Com fim do Auxílio Emergencial, 15 milhões de brasileiros vão voltar para a linha da pobreza

De acordo com um estudo social que foi realizado e divulgado pela Fundação Getúlio Vargas – FGV, aproximadamente 15 milhões de brasileiros vão voltar para a linha da pobreza com o fim do Auxílio Emergencial. O fim dos pagamentos do benefício emergencial está previsto para o dia 31 de dezembro de 2020, mesma data em que o decreto do estado de calamidade pública no país também chegará ao seu término.

Dados da FGV revelam que a pobreza no Brasil caiu cerca de 23,7% de agosto de 2019 até agosto de 2020. É isso o que indica o estudo que foi realizado pela FGV Social. Em números mais exatos, este é um percentual que representa 15 milhões de pessoas.

Ao que tudo indica, o resultado de diminuição da pobreza no país se deve principalmente aos pagamentos do Auxílio Emergencial. Afinal, o benefício foi criado e concedido pelo Governo Federal como uma das principais medidas econômicas de combate à crise sanitária que se instalou no país e no mundo em função da pandemia do novo coronavírus.

Ou seja, a pandemia de Covid 19 provocou uma crise econômica pela qual as pessoas não esperavam. Mas de certa forma, a reação do governo com medidas como o pagamento do Auxílio Emergencial da Caixa e a liberação do Saque Emergencial do FGTS promoveu uma redução dos números da pobreza, ainda que seja uma situação temporária, uma vez que o benefício já está perto do fim.

Coordenação da FGV repercute números da pesquisa

O coordenador do estudo da FGV Social, Marcelo Neri, declarou que o retorno de 15 milhões de brasileiros para a linha da pobreza é um cenário até menos pessimista do que se esperava anteriormente. Na fala dele: “O Brasil foi o país da América Latina que mais concedeu auxílio financeiro proporcionalmente ao seu PIB (Produto Interno Bruto), mas não era o país que estava em melhores condições de pagamento”.

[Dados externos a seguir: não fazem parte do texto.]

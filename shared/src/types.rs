//! Core shared types and identifiers

use serde::{Deserialize, Serialize};
use std::fmt;
use uuid::Uuid;

use crate::errors::{SharedError, SharedResult};

/// Command line tools built on the shared client
#[derive(Debug, Clone, Copy, PartialEq, Eq, Hash)]
pub enum Tool {
    LiveboardSql,
    LiveboardPermissions,
}

impl Tool {
    /// Crate name used as the tracing target for this tool
    pub fn target(&self) -> &'static str {
        match self {
            Tool::LiveboardSql => "liveboard_sql",
            Tool::LiveboardPermissions => "liveboard_permissions",
        }
    }
}

impl fmt::Display for Tool {
    fn fmt(&self, f: &mut fmt::Formatter<'_>) -> fmt::Result {
        match self {
            Tool::LiveboardSql => write!(f, "liveboard-sql"),
            Tool::LiveboardPermissions => write!(f, "liveboard-permissions"),
        }
    }
}

/// GUID of a liveboard; empty when a name lookup found nothing
#[derive(Clone, Debug, Default, PartialEq, Eq, Hash, Serialize, Deserialize)]
#[serde(transparent)]
pub struct LiveboardGuid(String);

impl LiveboardGuid {
    pub fn empty() -> Self {
        Self(String::new())
    }

    /// Parse a user supplied GUID, rejecting anything that is not a UUID
    pub fn parse(input: &str) -> SharedResult<Self> {
        let trimmed = input.trim();
        Uuid::parse_str(trimmed).map_err(|_| SharedError::InvalidGuid {
            input: input.to_string(),
        })?;
        Ok(Self(trimmed.to_string()))
    }

    pub fn is_empty(&self) -> bool {
        self.0.is_empty()
    }

    pub fn as_str(&self) -> &str {
        &self.0
    }
}

impl From<String> for LiveboardGuid {
    fn from(value: String) -> Self {
        Self(value)
    }
}

impl From<&str> for LiveboardGuid {
    fn from(value: &str) -> Self {
        Self(value.to_string())
    }
}

impl fmt::Display for LiveboardGuid {
    fn fmt(&self, f: &mut fmt::Formatter<'_>) -> fmt::Result {
        write!(f, "{}", self.0)
    }
}

/// Metadata object types understood by the v2 API
#[derive(Clone, Copy, Debug, PartialEq, Eq, Hash, Serialize, Deserialize)]
#[serde(rename_all = "SCREAMING_SNAKE_CASE")]
pub enum MetadataType {
    Liveboard,
    Answer,
    LogicalTable,
    LogicalColumn,
    Connection,
    Tag,
    User,
    UserGroup,
}

impl fmt::Display for MetadataType {
    fn fmt(&self, f: &mut fmt::Formatter<'_>) -> fmt::Result {
        let name = match self {
            MetadataType::Liveboard => "LIVEBOARD",
            MetadataType::Answer => "ANSWER",
            MetadataType::LogicalTable => "LOGICAL_TABLE",
            MetadataType::LogicalColumn => "LOGICAL_COLUMN",
            MetadataType::Connection => "CONNECTION",
            MetadataType::Tag => "TAG",
            MetadataType::User => "USER",
            MetadataType::UserGroup => "USER_GROUP",
        };
        write!(f, "{name}")
    }
}

/// Kind of principal a permission is granted to
#[derive(Clone, Debug, PartialEq, Eq, Hash, Serialize, Deserialize)]
#[serde(rename_all = "SCREAMING_SNAKE_CASE")]
pub enum PrincipalType {
    User,
    UserGroup,
    #[serde(other)]
    Other,
}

A principal explicação para a diminuição da pobreza no Brasil neste período de 2019 até aqui está diretamente relacionada com o valor do Auxílio Emergencial. Anteriormente, de 600 reais. Agora, com as novas parcelas de 300 reais cada uma.

A faixa mais pobre da população brasileira tem a renda média de meio salário mínimo, o que dá um valor menor do que os 600 reais que foram pagos no início do benefício emergencial. Agora com as novas parcelas, o valor é menor. Mas o estudo indica que até mesmo a quantia de 300 reais faz diferença no orçamento doméstico destas famílias.

Ainda segundo Marcelo Neri, da FGV: “O país teve generosidade, mas não sabemos se teve sabedoria. Vamos saber daqui 1 ano. Tem a retomada no mercado de trabalho, mas com muitas incertezas para o próximo ano. Ainda não se sabe quando vai sair a vacina ou qual seria o impacto de uma 2ª onda de Covid-19”.

Auxílio Emergencial – Pobreza diminuiu no Norte e Nordeste do Brasil

De todos os estados brasileiros, o estado do Rio Grande do Sul foi o único a registrar um aumento nos números da população pobre. De acordo com o estudo da FGV Social, o Rio Grande do Sul viu a pobreza aumentar em 0,45%. Mas segundo a coordenação do estudo, esse dado isolado não é tão preocupante.

Ainda segundo o levantamento da FGV, as regiões brasileiras que mais viram a pobreza diminuir foram, em primeiro lugar, a região Nordeste e, logo depois, a região Norte. Enquanto a região nordeste diminuiu a pobreza em 30,5%, a região Norte viu a sua população pobre diminuir em 27,5%. Paralelamente a isso, há o fato de que estas duas regiões estão entre as partes do Brasil que mais dependem de subsídios governamentais.

Com o fim do Auxílio Emergencial, a parte da população brasileira que foi assistida pelo benefício emergencial no atual período de pandemia vai ficar ainda mais vulnerável. E diante da crise no mercado de trabalho, é provável que a economia demore algum tempo para se recuperar.

Para tentar amenizar a situação, o Governo Federal está envolvido na criação de um novo programa social. Inicialmente chamado de Renda Brasil, o novo projeto social do governo agora passa a ser chamado de Renda Cidadã. O principal objetivo é substituir o programa Bolsa Família. Mas poucas coisas sobre o novo programa foram definidas até o momento.